[What to do]:
Once the line containing "let raw: RawCredentials" is found in the data below, output that line and every line after it through the last, unchanged and with nothing else.

[Data records]:
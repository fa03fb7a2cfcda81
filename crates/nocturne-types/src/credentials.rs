//! Secret bundle read from the local credential file.

use secrecy::{ExposeSecret, SecretString};
use serde::Deserialize;

/// Client credentials and the webhook signing secret.
///
/// Loaded fresh for every webhook delivery and dropped when the request
/// finishes. All three values are wrapped in [`SecretString`] so they never
/// show up in `Debug` output or logs.
#[derive(Debug)]
pub struct Credentials {
    pub client_id: SecretString,
    pub client_secret: SecretString,
    pub webhook_secret: SecretString,
}

/// On-disk shape of the credential file.
#[derive(Deserialize)]
struct RawCredentials {
    client_id: String,
    client_secret: String,
    webhook_secret: String,
}

impl Credentials {
    /// Parse the JSON credential bundle.
    pub fn from_json(text: &str) -> Result<Self, serde_json::Error> {
        let raw: RawCredentials = serde_json::from_str(text)?;
        Ok(Self {
            client_id: SecretString::from(raw.client_id),
            client_secret: SecretString::from(raw.client_secret),
            webhook_secret: SecretString::from(raw.webhook_secret),
        })
    }

    /// The HMAC key used to sign webhook deliveries.
    pub fn webhook_key(&self) -> &[u8] {
        self.webhook_secret.expose_secret().as_bytes()
    }
}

[Exercise answer]:
        let raw: RawCredentials = serde_json::from_str(text)?;
        Ok(Self {
            client_id: SecretString::from(raw.client_id),
            client_secret: SecretString::from(raw.client_secret),
            webhook_secret: SecretString::from(raw.webhook_secret),
        })
    }

    /// The HMAC key used to sign webhook deliveries.
    pub fn webhook_key(&self) -> &[u8] {
        self.webhook_secret.expose_secret().as_bytes()
    }
}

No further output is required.